Gli Elefanti nella stanza

Il primo grande problema da affrontare è indubbiamente la questione Covid19. L’arrivo della pandemia ha infatti stoppato la stagione NBA a un mese circa dall’inizio dei Playoff, portando a un rallentamento che ha costretto la lega a riprendere solo a fine luglio, all’interno della bolla costruita all’interno di Disney World a Orlando. Nel momento in cui NBA 2K21 esce quindi, la stagione 2020 non è ancora terminata e di conseguenza non sono avvenuti draft e mercato dei free agents o scambi che sono soliti cambiare completamente i volti delle franchigie. L’edizione di quest’anno esce dunque sostanzialmente con i roster della scorsa stagione e a campionato 19/20 ancora in corso, un fatto unico e che, per le modalità con cui si è arrivati a ciò, speriamo non più ripetibile.

Il secondo, altrettanto grande elefante nella stanza è la transizione. A poco meno di due mesi dall’uscita delle nuove console, stiamo vivendo gli ultimi istanti di una generazione videoludica che ci ha regalato non poche sorprese e momenti da ricordare. Servirebbe un altro pezzo solo per fare un elenco, che anche solo minimamente riesca a sfiorare i principali avvenimenti nel mondo videoludico di questi ultimi 7 anni, perciò rimaniamo legati a NBA 2K. Questa premessa è essenziale poiché ciò che leggerete è Il giudizio di una versione current gen che non avrà alcune delle caratteristiche che vedremo invece su PS5 e XBOX Series X, prima tra tutte la storia de “La mia carriera”. Va da sé dunque che il bilancio e il giudizio finale sull’edizione di quest’anno di NBA 2K sono rimandati a next gen uscite. Ma andiamo con ordine.

The road so far…

Il brand di Visual Concepts in questi ha senza ombra di dubbio portato il concetto di simulazione sportiva a un altro livello. Non solo per la grande trovata di inserire in un gioco sportivo una modalità carriera che ha fatto della narrazione sempre più il suo epicentro, dopo essere stato un timido esperimento iniziale, ma anche introducendo una serie di personalizzazioni, su tutte l’editor che ci accompagna nella creazione del nostro personaggio e la possibilità di poter scannerizzare il proprio volto grazie all’utilizzo del proprio smartphone e app MyNBA2K, che hanno portato l’utente amante della disciplina a immedesimarsi in tutto e per tutto con il suo avatar, creando le condizioni perfette per tenere incollati i giocatori, tenendo viva una modalità che in tanti davano per spacciata negli anni in cui è esploso il multigiocatore anche sulle simulazioni sportive (vedi Fifa Ultimate Team). Ovviamente la componente online si è fatta sempre più strada anche qui, con l’introduzione del quartiere e delle modalità Pro AM.

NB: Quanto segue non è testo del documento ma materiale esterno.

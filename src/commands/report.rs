//! `rubrica report` commands - grade reports by email

use std::fs;

use crate::cli::output::{print_json, score};
use crate::cli::ReportCommands;
use crate::commands::dispatch::CommandContext;
use crate::output_by_format;
use rubrica_core::error::{RubricaError, Result};
use rubrica_core::mail::Attachment;

pub fn execute(ctx: &CommandContext, command: &ReportCommands) -> Result<()> {
    let (store, actor) = ctx.store_and_actor()?;

    match command {
        ReportCommands::Send {
            group_id,
            email,
            attach,
        } => {
            let attachment = match attach {
                Some(path) => {
                    let filename = path
                        .file_name()
                        .map(|n| n.to_string_lossy().into_owned())
                        .ok_or_else(|| RubricaError::invalid_value("attachment", path.display()))?;
                    Some(Attachment::from_bytes(filename, fs::read(path)?))
                }
                None => None,
            };

            let delivery = store.send_grade_report(&actor, group_id, email, attachment)?;
            output_by_format!(ctx.cli.format,
                json => print_json(&delivery),
                human => {
                    println!("Sent \"{}\" to {} (average {})", delivery.subject, delivery.to, score(delivery.average));
                    if let Some(name) = &delivery.attachment {
                        println!("  attached {}", name);
                    }
                }
            )
        }
    }
}
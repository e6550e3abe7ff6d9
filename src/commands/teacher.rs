//! `rubrica teacher` commands - accounts and recovery codes

use crate::cli::output::print_json;
use crate::cli::TeacherCommands;
use crate::commands::dispatch::CommandContext;
use crate::output_by_format;
use rubrica_core::error::Result;
use rubrica_core::roster::Teacher;

pub fn execute(ctx: &CommandContext, command: &TeacherCommands) -> Result<()> {
    let store = ctx.discover_or_open_store()?;

    match command {
        TeacherCommands::Register { email, password } => {
            let teacher = store.register_teacher(email, password)?;
            print_teacher(ctx, &teacher, "Registered")
        }
        TeacherCommands::Login { email, password } => {
            let teacher = store.login(email, password)?;
            print_teacher(ctx, &teacher, "Logged in as")
        }
        TeacherCommands::Recover { email } => {
            let request = store.request_recovery_code(email)?;
            output_by_format!(ctx.cli.format,
                json => print_json(&request),
                human => {
                    println!("Recovery code sent to {}", request.email);
                }
            )
        }
        TeacherCommands::ResetPassword {
            email,
            code,
            password,
        } => {
            store.reset_password(email, code, password)?;
            output_by_format!(ctx.cli.format,
                json => print_json(&serde_json::json!({ "status": "ok", "email": email })),
                human => {
                    println!("Password updated");
                }
            )
        }
        TeacherCommands::ChangeEmail {
            email,
            code,
            new_email,
        } => {
            let teacher = store.change_email(email, code, new_email)?;
            print_teacher(ctx, &teacher, "Email changed to")
        }
    }
}

fn print_teacher(ctx: &CommandContext, teacher: &Teacher, verb: &str) -> Result<()> {
    output_by_format!(ctx.cli.format,
        json => print_json(teacher),
        human => {
            println!("{} {} ({})", verb, teacher.email, teacher.id);
        }
    )
}
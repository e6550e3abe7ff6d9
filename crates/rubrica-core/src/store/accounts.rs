//! Teacher registration, login and code-based recovery

use chrono::Utc;
use serde::Serialize;

use super::Store;
use crate::accounts::{
    generate_code, hash_password, validate_email, validate_password, verify_password,
};
use crate::db::{codes, roster};
use crate::error::{RubricaError, Result};
use crate::id::{self, IdKind};
use crate::mail::recovery_code_email;
use crate::roster::Teacher;

/// Outcome of a recovery code request; the code itself only travels by mail
#[derive(Debug, Clone, Serialize)]
pub struct RecoveryRequest {
    pub email: String,
    pub expires_at: i64,
}

impl Store {
    /// Register a teacher account
    #[tracing::instrument(skip(self, password))]
    pub fn register_teacher(&self, email: &str, password: &str) -> Result<Teacher> {
        let email = validate_email(email, &self.config.accounts)?;
        validate_password(password, &self.config.accounts)?;

        let conn = self.db.conn();
        if roster::teacher_by_email(conn, &email)?.is_some() {
            return Err(RubricaError::already_exists("teacher", &email));
        }

        let teacher = Teacher {
            id: id::generate(IdKind::Teacher),
            email,
            created: Utc::now(),
        };
        let hash = hash_password(password)?;
        roster::insert_teacher(conn, &teacher, &hash)?;

        tracing::info!(teacher_id = %teacher.id, "teacher_registered");
        Ok(teacher)
    }

    /// Check credentials and return the teacher
    pub fn login(&self, email: &str, password: &str) -> Result<Teacher> {
        let email = email.trim().to_lowercase();
        match roster::teacher_by_email(self.db.conn(), &email)? {
            Some((teacher, stored)) if verify_password(password, &stored) => Ok(teacher),
            _ => Err(RubricaError::unauthorized("login", "invalid email or password")),
        }
    }

    /// Generate a one-time code for `email` and mail it
    #[tracing::instrument(skip(self))]
    pub fn request_recovery_code(&self, email: &str) -> Result<RecoveryRequest> {
        let teacher = self.teacher_by_email(email)?;
        let recovery = &self.config.recovery;

        let now = Utc::now().timestamp();
        let expires_at = now + i64::try_from(recovery.code_ttl_secs).unwrap_or(i64::MAX - now);
        let code = generate_code(recovery.code_length);

        let conn = self.db.conn();
        codes::purge_expired(conn, now)?;
        codes::put(conn, &teacher.email, &code, expires_at)?;

        self.mailer().send(&recovery_code_email(
            &self.config.mail.from,
            &teacher.email,
            &code,
            recovery.code_ttl_secs,
        ))?;

        tracing::info!(teacher_id = %teacher.id, expires_at, "recovery_code_issued");
        Ok(RecoveryRequest {
            email: teacher.email,
            expires_at,
        })
    }

    fn consume_code(&self, conn: &rusqlite::Connection, email: &str, code: &str) -> Result<()> {
        if codes::take(conn, email, code.trim())? {
            Ok(())
        } else {
            Err(RubricaError::unauthorized(
                "use recovery code",
                "code is invalid or expired",
            ))
        }
    }

    /// Set a new password using a recovery code
    #[tracing::instrument(skip(self, code, new_password))]
    pub fn reset_password(&self, email: &str, code: &str, new_password: &str) -> Result<()> {
        let teacher = self.teacher_by_email(email)?;
        validate_password(new_password, &self.config.accounts)?;
        let hash = hash_password(new_password)?;
        codes::purge_expired(self.db.conn(), Utc::now().timestamp())?;

        self.db.immediate("reset password", |tx| {
            self.consume_code(tx, &teacher.email, code)?;
            roster::set_password(tx, &teacher.id, &hash)
        })?;

        tracing::info!(teacher_id = %teacher.id, "password_reset");
        Ok(())
    }

    /// Move an account to a new email using a recovery code
    #[tracing::instrument(skip(self, code))]
    pub fn change_email(&self, email: &str, code: &str, new_email: &str) -> Result<Teacher> {
        let teacher = self.teacher_by_email(email)?;
        let new_email = validate_email(new_email, &self.config.accounts)?;
        codes::purge_expired(self.db.conn(), Utc::now().timestamp())?;

        self.db.immediate("change email", |tx| {
            if roster::teacher_by_email(tx, &new_email)?.is_some() {
                return Err(RubricaError::already_exists("teacher", &new_email));
            }
            self.consume_code(tx, &teacher.email, code)?;
            roster::set_email(tx, &teacher.id, &new_email)
        })?;

        tracing::info!(teacher_id = %teacher.id, "email_changed");
        Ok(Teacher {
            email: new_email,
            ..teacher
        })
    }
}
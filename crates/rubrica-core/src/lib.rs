//! Rubrica Core Library
//!
//! Core domain logic for the rubrica grading-rubric manager: rubric
//! templates and their lifecycle, the grade computation engine, rosters,
//! access rules and the SQLite-backed store.

pub mod access;
pub mod accounts;
pub mod config;
pub mod db;
pub mod error;
pub mod grading;
pub mod id;
pub mod logging;
pub mod mail;
pub mod roster;
pub mod rubric;
pub mod store;
//! Detached structural copies of rubric templates
//!
//! Cloning never touches the store. The result has no id; the caller decides
//! whether and when to persist it.

use serde::{Deserialize, Serialize};

use super::{Criterion, Rubric, RubricState, Topic};

/// Suffix appended to the name of a duplicated rubric
pub const COPY_SUFFIX: &str = "(Copy)";

/// Template-shaped data without identity
#[derive(Debug, Clone, PartialEq, Serialize, Deserialize)]
pub struct TemplateData {
    pub name: String,
    pub state: RubricState,
    pub topics: Vec<Topic>,
}

/// Builds a [`TemplateData`] from an existing rubric
#[derive(Debug, Clone)]
pub struct TemplateBuilder {
    data: TemplateData,
}

impl TemplateBuilder {
    /// Deep copy of the topic/criterion tree.
    ///
    /// Absent numbers become 0 and absent text becomes empty, so the copy is
    /// fully populated even when the source was sparse.
    pub fn from_rubric(source: &Rubric) -> Self {
        Self {
            data: TemplateData {
                name: source.name.clone(),
                state: source.state,
                topics: source.topics.iter().map(copy_topic).collect(),
            },
        }
    }

    /// Append `suffix` to the current name, separated by a space
    pub fn suffix_name(mut self, suffix: &str) -> Self {
        self.data.name = format!("{} {}", self.data.name, suffix);
        self
    }

    pub fn state(mut self, state: RubricState) -> Self {
        self.data.state = state;
        self
    }

    pub fn build(self) -> TemplateData {
        self.data
    }
}

fn copy_topic(topic: &Topic) -> Topic {
    Topic {
        name: topic.name.clone(),
        criteria: topic.criteria.iter().map(copy_criterion).collect(),
    }
}

fn copy_criterion(criterion: &Criterion) -> Criterion {
    Criterion {
        label: criterion.label.clone(),
        weight: Some(criterion.weight.unwrap_or(0.0)),
        score: Some(criterion.score.unwrap_or(0.0)),
        accumulated: Some(criterion.accumulated.unwrap_or(0.0)),
        remarks: criterion.remarks.clone(),
    }
}

/// Plain structural copy: same name, same state, same tree
pub fn clone_template(source: &Rubric) -> TemplateData {
    TemplateBuilder::from_rubric(source).build()
}

#[cfg(test)]
mod tests {
    use super::*;
    use chrono::Utc;

    fn rubric(topics: Vec<Topic>) -> Rubric {
        Rubric {
            id: "rb-source".into(),
            name: "Proyecto final".into(),
            state: RubricState::Active,
            owner_id: Some("dc-owner".into()),
            topics,
            created: Utc::now(),
            updated: Utc::now(),
        }
    }

    #[test]
    fn test_clone_copies_structure() {
        let source = rubric(vec![Topic::new(
            "T1",
            vec![Criterion::new("C1", 50.0)],
        )]);

        let copy = clone_template(&source);
        assert_eq!(copy.name, "Proyecto final");
        assert_eq!(copy.state, RubricState::Active);
        assert_eq!(copy.topics, source.topics);
    }

    #[test]
    fn test_clone_fills_missing_fields() {
        let source = rubric(vec![Topic {
            name: String::new(),
            criteria: vec![Criterion {
                label: "sparse".into(),
                ..Default::default()
            }],
        }]);

        let copy = clone_template(&source);
        let c = &copy.topics[0].criteria[0];
        assert_eq!(c.weight, Some(0.0));
        assert_eq!(c.score, Some(0.0));
        assert_eq!(c.accumulated, Some(0.0));
        assert_eq!(c.remarks, "");
    }

    #[test]
    fn test_clone_empty_topics() {
        let copy = clone_template(&rubric(vec![]));
        assert!(copy.topics.is_empty());
    }

    #[test]
    fn test_builder_duplicate_as_draft() {
        let source = rubric(vec![Topic::new(
            "T1",
            vec![Criterion::new("C1", 50.0).scored(3.0)],
        )]);

        let copy = TemplateBuilder::from_rubric(&source)
            .suffix_name(COPY_SUFFIX)
            .state(RubricState::Draft)
            .build();

        assert_eq!(copy.name, "Proyecto final (Copy)");
        assert_eq!(copy.state, RubricState::Draft);
        assert_eq!(copy.topics[0].criteria[0].weight, Some(50.0));
        assert_eq!(copy.topics[0].criteria[0].score, Some(3.0));
    }

    #[test]
    fn test_clone_is_detached() {
        let source = rubric(vec![Topic::new("T1", vec![Criterion::new("C1", 10.0)])]);
        let mut copy = clone_template(&source);
        copy.topics[0].criteria[0].label = "edited".into();
        assert_eq!(source.topics[0].criteria[0].label, "C1");
    }
}
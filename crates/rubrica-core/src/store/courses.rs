//! Courses and their teacher membership

use chrono::Utc;
use serde::{Deserialize, Serialize};

use super::Store;
use crate::access::{check_course_access, check_course_moderator};
use crate::db::roster;
use crate::error::{RubricaError, Result};
use crate::id::{self, IdKind};
use crate::roster::{Course, MemberRequest, Teacher};

/// Input for course creation
#[derive(Debug, Clone, Default, Serialize, Deserialize)]
pub struct NewCourse {
    #[serde(alias = "nombre")]
    pub name: String,
    #[serde(default, alias = "icono")]
    pub icon: String,
    #[serde(default, alias = "docentes")]
    pub teachers: Vec<MemberRequest>,
}

/// Result of adding teachers to a course
#[derive(Debug, Clone, Serialize)]
pub struct MembershipChange {
    pub course: Course,
    pub added: Vec<String>,
    pub already_present: Vec<String>,
    /// Emails with no registered teacher, skipped
    pub unknown: Vec<String>,
}

impl Store {
    pub(crate) fn load_course(&self, course_id: &str) -> Result<Course> {
        roster::get_course(self.db.conn(), course_id)?
            .ok_or_else(|| RubricaError::not_found("course", course_id))
    }

    /// Create a course; the creating teacher always joins as moderator
    #[tracing::instrument(skip(self, actor, input), fields(actor = %actor.id))]
    pub fn create_course(&self, actor: &Teacher, input: NewCourse) -> Result<Course> {
        let name = input.name.trim().to_string();
        if name.is_empty() {
            return Err(RubricaError::missing_field("name"));
        }

        let course_id = id::generate(IdKind::Course);

        self.db.immediate("create course", |tx| {
            if roster::course_id_by_name(tx, &name)?.is_some() {
                return Err(RubricaError::already_exists("course", &name));
            }
            roster::insert_course(tx, &course_id, &name, input.icon.trim(), Utc::now())?;
            roster::add_member(tx, &course_id, &actor.id, true)?;

            for request in &input.teachers {
                let email = request.email.trim().to_lowercase();
                match roster::teacher_by_email(tx, &email)? {
                    Some((teacher, _)) if teacher.id != actor.id => {
                        roster::add_member(tx, &course_id, &teacher.id, request.moderator)?;
                    }
                    Some(_) => {}
                    None => tracing::debug!(%email, "skipping unknown teacher"),
                }
            }
            Ok(())
        })?;

        tracing::info!(course_id = %course_id, "course_created");
        self.load_course(&course_id)
    }

    /// Courses the teacher belongs to
    pub fn list_courses(&self, actor: &Teacher) -> Result<Vec<Course>> {
        roster::courses_of_teacher(self.db.conn(), &actor.id)
    }

    pub fn get_course(&self, actor: &Teacher, course_id: &str) -> Result<Course> {
        let course = self.load_course(course_id)?;
        check_course_access(&course, &actor.id)?;
        Ok(course)
    }

    /// Add teachers by email; refuses when every email is already a member
    #[tracing::instrument(skip(self, actor, requests), fields(actor = %actor.id))]
    pub fn add_course_teachers(
        &self,
        actor: &Teacher,
        course_id: &str,
        requests: &[MemberRequest],
    ) -> Result<MembershipChange> {
        let (added, already_present, unknown) = self.db.immediate("add teachers", |tx| {
            let course = roster::get_course(tx, course_id)?
                .ok_or_else(|| RubricaError::not_found("course", course_id))?;
            check_course_moderator(&course, &actor.id)?;

            let mut already_present = Vec::new();
            let mut fresh: Vec<(String, bool)> = Vec::new();
            for request in requests {
                let email = request.email.trim().to_lowercase();
                if course.teachers.iter().any(|m| m.email == email) {
                    already_present.push(email);
                } else if !fresh.iter().any(|(e, _)| e == &email) {
                    fresh.push((email, request.moderator));
                }
            }

            if fresh.is_empty() {
                return Err(RubricaError::already_exists(
                    "course members",
                    already_present.join(", "),
                ));
            }

            let mut added = Vec::new();
            let mut unknown = Vec::new();
            for (email, moderator) in fresh {
                match roster::teacher_by_email(tx, &email)? {
                    Some((teacher, _)) => {
                        roster::add_member(tx, course_id, &teacher.id, moderator)?;
                        added.push(email);
                    }
                    None => unknown.push(email),
                }
            }
            Ok((added, already_present, unknown))
        })?;

        tracing::info!(course_id, added = added.len(), "course_teachers_added");
        Ok(MembershipChange {
            course: self.load_course(course_id)?,
            added,
            already_present,
            unknown,
        })
    }

    pub fn set_course_moderator(
        &self,
        actor: &Teacher,
        course_id: &str,
        email: &str,
        moderator: bool,
    ) -> Result<Course> {
        let course = self.load_course(course_id)?;
        check_course_moderator(&course, &actor.id)?;

        let email = email.trim().to_lowercase();
        let member = course
            .teachers
            .iter()
            .find(|m| m.email == email)
            .ok_or_else(|| RubricaError::not_found("course member", &email))?;

        roster::set_moderator(self.db.conn(), course_id, &member.teacher_id, moderator)?;
        self.load_course(course_id)
    }

    pub fn remove_course_teacher(&self, actor: &Teacher, course_id: &str, email: &str) -> Result<Course> {
        let course = self.load_course(course_id)?;
        check_course_moderator(&course, &actor.id)?;

        let email = email.trim().to_lowercase();
        let member = course
            .teachers
            .iter()
            .find(|m| m.email == email)
            .ok_or_else(|| RubricaError::not_found("course member", &email))?;

        roster::remove_member(self.db.conn(), course_id, &member.teacher_id)?;
        self.load_course(course_id)
    }

    /// Rename a course or change its icon; `None` keeps the current value
    pub fn update_course(
        &self,
        actor: &Teacher,
        course_id: &str,
        name: Option<&str>,
        icon: Option<&str>,
    ) -> Result<Course> {
        self.db.immediate("update course", |tx| {
            let course = roster::get_course(tx, course_id)?
                .ok_or_else(|| RubricaError::not_found("course", course_id))?;
            check_course_moderator(&course, &actor.id)?;

            let name = name.map(str::trim).unwrap_or(course.name.as_str());
            if name.is_empty() {
                return Err(RubricaError::missing_field("name"));
            }
            if name != course.name {
                if let Some(other) = roster::course_id_by_name(tx, name)? {
                    if other != course.id {
                        return Err(RubricaError::already_exists("course", name));
                    }
                }
            }
            let icon = icon.map(str::trim).unwrap_or(course.icon.as_str());
            roster::update_course(tx, course_id, name, icon)
        })?;

        self.load_course(course_id)
    }

    /// Delete a course with its groups, notas and grades
    #[tracing::instrument(skip(self, actor), fields(actor = %actor.id))]
    pub fn delete_course(&self, actor: &Teacher, course_id: &str) -> Result<()> {
        let course = self.load_course(course_id)?;
        check_course_moderator(&course, &actor.id)?;

        roster::delete_course(self.db.conn(), course_id)?;
        tracing::info!(course_id, groups = course.group_ids.len(), "course_deleted");
        Ok(())
    }
}
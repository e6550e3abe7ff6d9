//! Configuration type definitions

use serde::{Deserialize, Serialize};

/// Current store format version
pub const STORE_FORMAT_VERSION: u32 = 1;

/// Upper bound for a nota percentage
pub const MAX_PERCENTAGE: f64 = 100.0;

/// Store configuration
#[derive(Debug, Clone, Serialize, Deserialize)]
pub struct StoreConfig {
    /// Store format version for compatibility checking
    #[serde(default = "default_version")]
    pub version: u32,

    /// Grade computation settings
    #[serde(default)]
    pub grading: GradingConfig,

    /// One-time recovery code settings
    #[serde(default)]
    pub recovery: RecoveryConfig,

    /// Teacher account rules
    #[serde(default)]
    pub accounts: AccountsConfig,

    /// Outbound mail settings
    #[serde(default)]
    pub mail: MailConfig,
}

/// Grade computation settings
#[derive(Debug, Clone, Default, Serialize, Deserialize)]
pub struct GradingConfig {
    /// Refuse notas that push a group's total percentage above 100
    #[serde(default)]
    pub strict_weights: bool,
}

/// One-time recovery code settings
#[derive(Debug, Clone, Serialize, Deserialize)]
pub struct RecoveryConfig {
    /// Seconds a code stays valid
    #[serde(default = "default_code_ttl_secs")]
    pub code_ttl_secs: u64,

    /// Number of digits in a code
    #[serde(default = "default_code_length")]
    pub code_length: u32,
}

/// Teacher account rules
#[derive(Debug, Clone, Serialize, Deserialize)]
pub struct AccountsConfig {
    /// Required email suffix (e.g. `@correo.itm.edu.co`); none means any domain
    #[serde(default, skip_serializing_if = "Option::is_none")]
    pub institutional_domain: Option<String>,

    /// Password strength rules that must hold (out of 5)
    #[serde(default = "default_min_password_rules")]
    pub min_password_rules: usize,
}

/// Outbound mail settings
#[derive(Debug, Clone, Serialize, Deserialize)]
pub struct MailConfig {
    /// Sender address
    #[serde(default = "default_mail_from")]
    pub from: String,

    /// HTTP endpoint of a transactional mail relay (empty = local outbox)
    #[serde(default)]
    pub endpoint: String,

    /// Request timeout for the relay
    #[serde(default = "default_mail_timeout_secs")]
    pub timeout_secs: u64,

    /// Outbox directory, relative to the store root
    #[serde(default = "default_outbox_dir")]
    pub outbox_dir: String,
}

impl Default for StoreConfig {
    fn default() -> Self {
        Self {
            version: STORE_FORMAT_VERSION,
            grading: GradingConfig::default(),
            recovery: RecoveryConfig::default(),
            accounts: AccountsConfig::default(),
            mail: MailConfig::default(),
        }
    }
}

impl Default for RecoveryConfig {
    fn default() -> Self {
        Self {
            code_ttl_secs: default_code_ttl_secs(),
            code_length: default_code_length(),
        }
    }
}

impl Default for AccountsConfig {
    fn default() -> Self {
        Self {
            institutional_domain: None,
            min_password_rules: default_min_password_rules(),
        }
    }
}

impl Default for MailConfig {
    fn default() -> Self {
        Self {
            from: default_mail_from(),
            endpoint: String::new(),
            timeout_secs: default_mail_timeout_secs(),
            outbox_dir: default_outbox_dir(),
        }
    }
}

fn default_version() -> u32 {
    STORE_FORMAT_VERSION
}

fn default_code_ttl_secs() -> u64 {
    600
}

fn default_code_length() -> u32 {
    6
}

fn default_min_password_rules() -> usize {
    4
}

fn default_mail_from() -> String {
    "Soporte Rubricas <no-reply@rubrica.local>".to_string()
}

fn default_mail_timeout_secs() -> u64 {
    30
}

fn default_outbox_dir() -> String {
    "outbox".to_string()
}
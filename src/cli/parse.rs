use rubrica_core::roster::{MemberRequest, NewStudent};

/// Parse a student given as `Name <email>`
pub fn parse_student(s: &str) -> std::result::Result<NewStudent, String> {
    let (name, rest) = s
        .split_once('<')
        .ok_or_else(|| format!("expected `Name <email>`, got `{}`", s))?;
    let email = rest
        .strip_suffix('>')
        .ok_or_else(|| format!("missing closing `>` in `{}`", s))?;

    Ok(NewStudent {
        name: name.trim().to_string(),
        email: email.trim().to_string(),
    })
}

/// Parse a course teacher given as `email` or `email:moderator`
pub fn parse_member(s: &str) -> std::result::Result<MemberRequest, String> {
    match s.split_once(':') {
        None => Ok(MemberRequest {
            email: s.trim().to_string(),
            moderator: false,
        }),
        Some((email, "moderator" | "mod")) => Ok(MemberRequest {
            email: email.trim().to_string(),
            moderator: true,
        }),
        Some((_, role)) => Err(format!("unknown role `{}` (expected `moderator`)", role)),
    }
}

#[cfg(test)]
mod tests {
    use super::*;

    #[test]
    fn test_parse_student() {
        let student = parse_student("Ana Pérez <ana@x.edu>").unwrap();
        assert_eq!(student.name, "Ana Pérez");
        assert_eq!(student.email, "ana@x.edu");

        assert!(parse_student("ana@x.edu").is_err());
        assert!(parse_student("Ana <ana@x.edu").is_err());
    }

    #[test]
    fn test_parse_member() {
        assert!(!parse_member("a@x.edu").unwrap().moderator);
        assert!(parse_member("a@x.edu:moderator").unwrap().moderator);
        assert!(parse_member("a@x.edu:owner").is_err());
    }
}
//! Teacher account rules: email format, password strength, password hashes
//! and one-time recovery codes

use std::sync::OnceLock;

use argon2::password_hash::rand_core::OsRng;
use argon2::password_hash::{PasswordHash, PasswordHasher, PasswordVerifier, SaltString};
use argon2::Argon2;
use regex::Regex;

use crate::config::AccountsConfig;
use crate::error::{RubricaError, Result};

static EMAIL_RE: OnceLock<Regex> = OnceLock::new();

fn email_regex() -> &'static Regex {
    EMAIL_RE.get_or_init(|| {
        Regex::new(r"^[\w.\-]+@([\w\-]+\.)+[\w\-]{2,4}$").expect("email regex is valid")
    })
}

/// Normalize and validate an email address
pub fn validate_email(email: &str, config: &AccountsConfig) -> Result<String> {
    let email = email.trim().to_lowercase();
    if email.is_empty() {
        return Err(RubricaError::missing_field("email"));
    }
    if !email_regex().is_match(&email) {
        return Err(RubricaError::invalid_value("email", &email));
    }
    if let Some(domain) = &config.institutional_domain {
        if !email.ends_with(&domain.to_lowercase()) {
            return Err(RubricaError::invalid_value(
                "email",
                format!("{} (must end with {})", email, domain),
            ));
        }
    }
    Ok(email)
}

/// Number of strength rules a password satisfies (out of 5)
pub fn password_strength(password: &str) -> usize {
    let rules = [
        password.chars().count() >= 8,
        password.chars().any(|c| c.is_uppercase()),
        password.chars().any(|c| c.is_lowercase()),
        password.chars().any(|c| c.is_ascii_digit()),
        password
            .chars()
            .any(|c| !c.is_alphanumeric() && !c.is_whitespace()),
    ];
    rules.iter().filter(|ok| **ok).count()
}

pub fn validate_password(password: &str, config: &AccountsConfig) -> Result<()> {
    if password.is_empty() {
        return Err(RubricaError::missing_field("password"));
    }
    let strength = password_strength(password);
    if strength < config.min_password_rules {
        return Err(RubricaError::invalid_value(
            "password",
            format!(
                "too weak ({} of 5 rules, {} required)",
                strength, config.min_password_rules
            ),
        ));
    }
    Ok(())
}

/// Argon2id hash in PHC string format (`$argon2id$v=19$...`)
pub fn hash_password(password: &str) -> Result<String> {
    let salt = SaltString::generate(&mut OsRng);
    Argon2::default()
        .hash_password(password.as_bytes(), &salt)
        .map(|hash| hash.to_string())
        .map_err(|e| RubricaError::db_operation("hash password", e))
}

/// Check `password` against a stored PHC string; unparseable hashes never match
pub fn verify_password(password: &str, stored: &str) -> bool {
    match PasswordHash::new(stored) {
        Ok(parsed) => Argon2::default()
            .verify_password(password.as_bytes(), &parsed)
            .is_ok(),
        Err(_) => false,
    }
}

/// Numeric one-time code with `length` digits, zero padded
pub fn generate_code(length: u32) -> String {
    let modulus = 10u128.pow(length);
    let value = ulid::Ulid::new().random() % modulus;
    format!("{:0width$}", value, width = length as usize)
}
//! Mail relay client

use std::time::Duration;

use super::{Mailer, OutboundEmail};
use crate::error::{RubricaError, Result};

/// Posts each message as JSON to a transactional mail relay
pub struct HttpMailer {
    url: String,
    agent: ureq::Agent,
    user_agent: String,
}

impl HttpMailer {
    pub fn new(url: &str, timeout_secs: u64) -> Self {
        let agent: ureq::Agent = ureq::Agent::config_builder()
            .timeout_global(Some(Duration::from_secs(timeout_secs.clamp(1, 300))))
            .build()
            .into();

        Self {
            url: url.to_string(),
            agent,
            user_agent: format!(
                "rubrica/{} ({})",
                env!("CARGO_PKG_VERSION"),
                std::env::consts::OS
            ),
        }
    }
}

impl Mailer for HttpMailer {
    fn send(&self, email: &OutboundEmail) -> Result<()> {
        let body = serde_json::to_string(&email.to_payload()?)?;

        let response = self
            .agent
            .post(&self.url)
            .header("Content-Type", "application/json")
            .header("User-Agent", &self.user_agent)
            .send(body.as_bytes());

        match response {
            Ok(_) => {
                tracing::info!(to = %email.to, subject = %email.subject, "mail_relayed");
                Ok(())
            }
            Err(ureq::Error::StatusCode(code)) => {
                tracing::warn!(code, to = %email.to, "mail_relay_rejected");
                Err(RubricaError::Mail(format!("relay returned HTTP {}", code)))
            }
            Err(e) => Err(RubricaError::Mail(format!("transport error: {}", e))),
        }
    }
}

Dai primi passi nella versione PS4/XBOX ONE di NBA 2K14, alla regia di Spike Lee in NBA 2K16 e alla supervisione della Uninterrupted di Lebron James in NBA 2K20. Dai cammei dei campioni NBA sempre più presenti con i volti, oltre che con le movenze per la mocap, alle partecipazioni illustri di stelle di Hollywood del calibro di Michael B. Jordan, Idris Elba, Rosario Dawson o, quest’anno, Djimon Hounsou.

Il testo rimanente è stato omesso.